During the Battle of Nanjing Qiu was trapped within the city and conscripted by the Japanese forces a laborer. He managed to escape the following year and was appointed deputy commander of the elite 200th Division (National Revolutionary Army), China's only armoured division. In 1939, Qiu led the New 22nd division, (now part of the 5th corps) to in the Battle of Kunlun Pass. His troops cut off the Japanese retreat route and killed the Japanese commander, Major General Masao Nakamura. Qiu was awarded the Order of Precious Tripod and a promotion to deputy commander of the 5th corps; he earned his nickname Qiu the Mad from this battle. In 1942, after working as a staff officer for Chiang Kai-shek, he was promoted to lieutenant general, and became the commander of the 5th corps and participated a number of campaigns against the Imperial Japanese Army in Yunnan. The 5th corps became the garrison of Kunming in early 1945 until the end of the war with Japan.

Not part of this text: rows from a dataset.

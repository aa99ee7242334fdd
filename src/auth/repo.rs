use serde::{Deserialize, Serialize};
use sqlx::{FromRow, PgPool};
use time::PrimitiveDateTime;

use crate::datetime::sql_datetime;

/// Account role, stored as the Postgres `user_role` enum.
#[derive(Debug, Clone, Copy, PartialEq, Eq, Serialize, Deserialize, sqlx::Type)]
#[serde(rename_all = "lowercase")]
#[sqlx(type_name = "user_role", rename_all = "lowercase")]
pub enum Role {
    User,
    Admin,
}

impl Role {
    /// Lenient reading of client-supplied role fields: anything that is not
    /// exactly `admin` or `user` falls back to `user`.
    pub fn coerce(raw: &str) -> Role {
        Role::parse(raw).unwrap_or(Role::User)
    }

    /// Strict reading, for operator-facing input (CLI). Matching is
    /// case-sensitive; only the literal lowercase names are roles.
    pub fn parse(raw: &str) -> Option<Role> {
        match raw.trim() {
            "user" => Some(Role::User),
            "admin" => Some(Role::Admin),
            _ => None,
        }
    }

    pub fn as_str(&self) -> &'static str {
        match self {
            Role::User => "user",
            Role::Admin => "admin",
        }
    }
}

/// Full user row, including the password hash. Never serialized to clients.
#[derive(Debug, Clone, FromRow)]
pub struct User {
    pub id: i64,
    pub full_name: String,
    pub email: String,
    pub password_hash: String,
    pub role: Role,
    pub created_at: PrimitiveDateTime,
}

/// Listing row for the admin dashboard, without the password hash.
#[derive(Debug, Clone, Serialize, FromRow)]
pub struct UserRow {
    pub id: i64,
    pub full_name: String,
    pub email: String,
    pub role: Role,
    #[serde(with = "sql_datetime")]
    pub created_at: PrimitiveDateTime,
}

impl User {
    pub async fn find_by_email(db: &PgPool, email: &str) -> sqlx::Result<Option<User>> {
        sqlx::query_as::<_, User>(
            r#"
            SELECT id, full_name, email, password_hash, role, created_at
            FROM users
            WHERE email = $1
            "#,
        )
        .bind(email)
        .fetch_optional(db)
        .await
    }

    /// Insert a new user. Email uniqueness is the column constraint's job;
    /// callers translate the unique violation into a 409.
    pub async fn insert(
        db: &PgPool,
        full_name: &str,
        email: &str,
        password_hash: &str,
        role: Role,
    ) -> sqlx::Result<User> {
        sqlx::query_as::<_, User>(
            r#"
            INSERT INTO users (full_name, email, password_hash, role)
            VALUES ($1, $2, $3, $4)
            RETURNING id, full_name, email, password_hash, role, created_at
            "#,
        )
        .bind(full_name)
        .bind(email)
        .bind(password_hash)
        .bind(role)
        .fetch_one(db)
        .await
    }

    pub async fn list_all(db: &PgPool) -> sqlx::Result<Vec<UserRow>> {
        sqlx::query_as::<_, UserRow>(
            r#"
            SELECT id, full_name, email, role, created_at
            FROM users
            ORDER BY id DESC
            "#,
        )
        .fetch_all(db)
        .await
    }

    pub async fn update(
        db: &PgPool,
        id: i64,
        full_name: &str,
        email: &str,
        role: Role,
    ) -> sqlx::Result<()> {
        sqlx::query(
            r#"
            UPDATE users
            SET full_name = $1, email = $2, role = $3
            WHERE id = $4
            "#,
        )
        .bind(full_name)
        .bind(email)
        .bind(role)
        .bind(id)
        .execute(db)
        .await?;
        Ok(())
    }

    pub async fn delete(db: &PgPool, id: i64) -> sqlx::Result<()> {
        sqlx::query("DELETE FROM users WHERE id = $1")
            .bind(id)
            .execute(db)
            .await?;
        Ok(())
    }
}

Shortly after the end of the war, President Chiang Kai-shek decided to remove the local warlord Long Yun from power. Qiu and his old superior officer, General Du Yuming surrounded Long in his provincial headquarters in Kunming and forced him to resign.

==Chinese Civil War and death==

In 1946, Qiu's unit was moved to Nanjing, and he participated in a series of military offensives that occupied most of the Communist-controlled area in central China. In 1948, he saved Huang Baitao's 25th army from Communist encirclement in eastern Henan. However, Qiu was not promoted or awarded for his actions while Huang was promoted to the command of the 7th army. The Communist moles inside the Nationalist high command, including the deputy chief of staff and director of the war planning board spread rumors that resulted in a complete breakup of any working relations between the two generals.

In November 1948, the Huaihai campaign broke out. However, because of intelligence leaks, Huang Baitao and his 7th army was besieged in Nianzhuang village, east of Xuzhou. Qiu's newly formed 2nd army and Li Mi's 13th army were tasked to relieve Huang's army. But after 11 days of fighting, Nationalist forces were unable to break the defense lines of the Communist forces. On 22 November, Huang committed suicide in his headquarters and the 7th army was defeated. The Nationalist high command ordered Xuzhou to be abandoned and the 2nd, 13th and 16th armies were to withdraw to the south of the Huai River, but their retreat route were blocked by massive numbers of refugees from Xuzhou. While en route to the Huai River, they received new orders from Chiang Kai-shek to move to the southeast to relieve Huang Wei's 12th army, but in turn they were surrounded by the Communists' Eastern China Field Army. After a month of siege, the Nationalist troops were unable to breakout on their own. Mao Zedong personally wrote to Qiu and Du Yuming with an opportunity to surrender, but Qiu firmly refused. Qiu led his army headquarters in an attempted breakout from the Communist encirclement on 10 January 1949, but after learning that a breakout was impossible, he committed suicide by shooting himself in the stomach. He was posthumously promoted to General and awarded the Order of Blue Sky and White Sun.

==Personal life==

Qiu Qinguan married twice and had two sons and two daughters. His family later relocated to Taiwan.

Ching Chuan Kang Air Base in Taichung is named after Qiu.